Crise économique, crise sociale, crise politique, crise financière, crise... l'Islande est devenue l'avatar d'un mot, comme un symbole, étendard que l'on brandirait sur les terres de la fin d'un libéralisme excessif et fini. Mais l'on voit naître sur le web, notamment "engagé", une « Islande Mania », qui ferait de ce pays le grand vainqueur de l'après-crise, le pourfendeur du libéralisme, le moteur de la renaissance démocratique. L'Islande devient alors pour certains le symbole de la fierté retrouvée dans des temps sombres. Et un rédacteur ici présent, Kévin, a voulu ainsi rappelé ce credo d'une Islande placée sous le "beau temps » des lendemains qui chantent...
Le lyrisme des descriptions d'une Islande des années 40' tout comme le retour sur l'historicité du parlement islandais du haut Moyen-âge n'a jamais répondu à des réalités et encore moins à la situation actuelle de l'Islande. Vous êtes revenus, Kevin, sur la crise, d'une façon trop rapide. Vous connaissez l'Islande surement mieux que bien des commentateurs ici et que moi. Je n'ai pour ma part pas visité cette terre emblématique par son caractère comme par ses paysages et son histoire, et j'ose le signaler en premier lieu de mon propos.
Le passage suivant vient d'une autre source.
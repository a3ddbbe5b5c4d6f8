//! generate command - Render pages and update navigation

use anyhow::{bail, Context as _, Result};

use super::load_config;
use crate::cli::args::GenerateArgs;
use crate::core::config::{Config, NavConfig};
use crate::engine::{Context, Generator, NavUpdate, RunOptions};
use crate::ingest::process::ProcessSpecSource;
use crate::ui::output::{self, format_list, Verbosity};

/// Generate documentation pages for the configured root command.
pub fn generate(ctx: &Context, args: &GenerateArgs) -> Result<()> {
    let verbosity = Verbosity::from_flags(ctx.quiet, ctx.debug);
    let cwd = ctx.working_dir()?;
    let config = apply_overrides(load_config(ctx, &cwd, verbosity)?, args)?;

    let source = ProcessSpecSource::new(cwd.join(config.cli_binary()))?;
    let options = RunOptions {
        clean: args.clean,
        print_nav: args
            .print_nav
            .then(|| args.format.unwrap_or_default().into()),
        update_nav: args.update_nav,
    };

    if options.print_nav.is_none() {
        output::print(
            format!("Loading spec from {}...", source.binary().display()),
            verbosity,
        );
    }

    let report = Generator::new(&config, &source, &cwd).run(&options)?;

    for warning in &report.warnings {
        output::warn(warning, verbosity);
    }

    if let Some(nav) = &report.nav_text {
        output::data(nav);
        return Ok(());
    }

    if let Some(emitted) = &report.emitted {
        for path in &emitted.written {
            output::page_written(path, verbosity);
        }
        output::print(
            format!(
                "Generated {} page(s) for '{}'",
                emitted.written.len(),
                config.root_command()
            ),
            verbosity,
        );
    }

    match &report.nav_update {
        Some(NavUpdate::Spliced { path, outcome }) => {
            output::print(output::splice_summary(path, outcome), verbosity);
        }
        Some(NavUpdate::DocumentMissing(_)) => {}
        None => output::print(
            format!(
                "To add to {}, run with --print-nav or --update-nav",
                config.nav_document().display()
            ),
            verbosity,
        ),
    }

    if let Some(emitted) = report.emitted.as_ref().filter(|e| !e.is_success()) {
        let failed: Vec<String> = emitted
            .failures
            .iter()
            .map(|f| format!("{}: {}", f.location, f.message))
            .collect();
        bail!(
            "{} page(s) failed to render:\n{}",
            failed.len(),
            format_list(&failed, "  - ")
        );
    }

    Ok(())
}

/// Merge command-line flags over the loaded configuration.
fn apply_overrides(config: Config, args: &GenerateArgs) -> Result<Config> {
    let mut file = config.file;

    if let Some(binary) = &args.cli_binary {
        file.cli_binary = Some(binary.clone());
    }
    if let Some(output) = &args.output {
        file.output = Some(output.clone());
    }
    if let Some(templates) = &args.templates {
        file.templates = Some(templates.clone());
    }
    if let Some(root) = &args.root {
        file.root_command = Some(root.clone());
    }
    if let Some(label) = &args.label {
        file.root_label = Some(label.clone());
    }
    if args.nav_file.is_some() || args.strict_depth {
        let nav = file.nav.get_or_insert_with(NavConfig::default);
        if let Some(document) = &args.nav_file {
            nav.document = Some(document.clone());
        }
        if args.strict_depth {
            nav.strict_depth = Some(true);
        }
    }

    Config::from_file_config(file).context("invalid command-line option")
}
//! ui
//!
//! User interaction utilities.
//!
//! # Modules
//!
//! - [`output`] - Output formatting and display
//!
//! # Design
//!
//! All user-facing output goes through this module so that quiet mode and
//! the stdout/stderr split are applied consistently. Diagnostics for
//! developers go through `tracing` instead.

pub mod output;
Dans votre petit texte, vous avez signalé davantage quelques morceaux d'histoire que de réalités économiques et sociales ou encore politiques dans laquelle est aujourd'hui empêtrée l'Islande. Et lorsque l'on parle de crise, il faut parler de ces points et des faits. L'Islande, vous le rappelez, ne sera jamais une grande puissance ni un acteur de poids. Mais surtout, l'Islande n'est pas sortie de la crise. Les graves séismes financiers et économiques qu'a subis l'île nordique n'étaient qu'une entrée en matière, bien triste. Loin du beau temps, l’orage menace toujours d’éclater.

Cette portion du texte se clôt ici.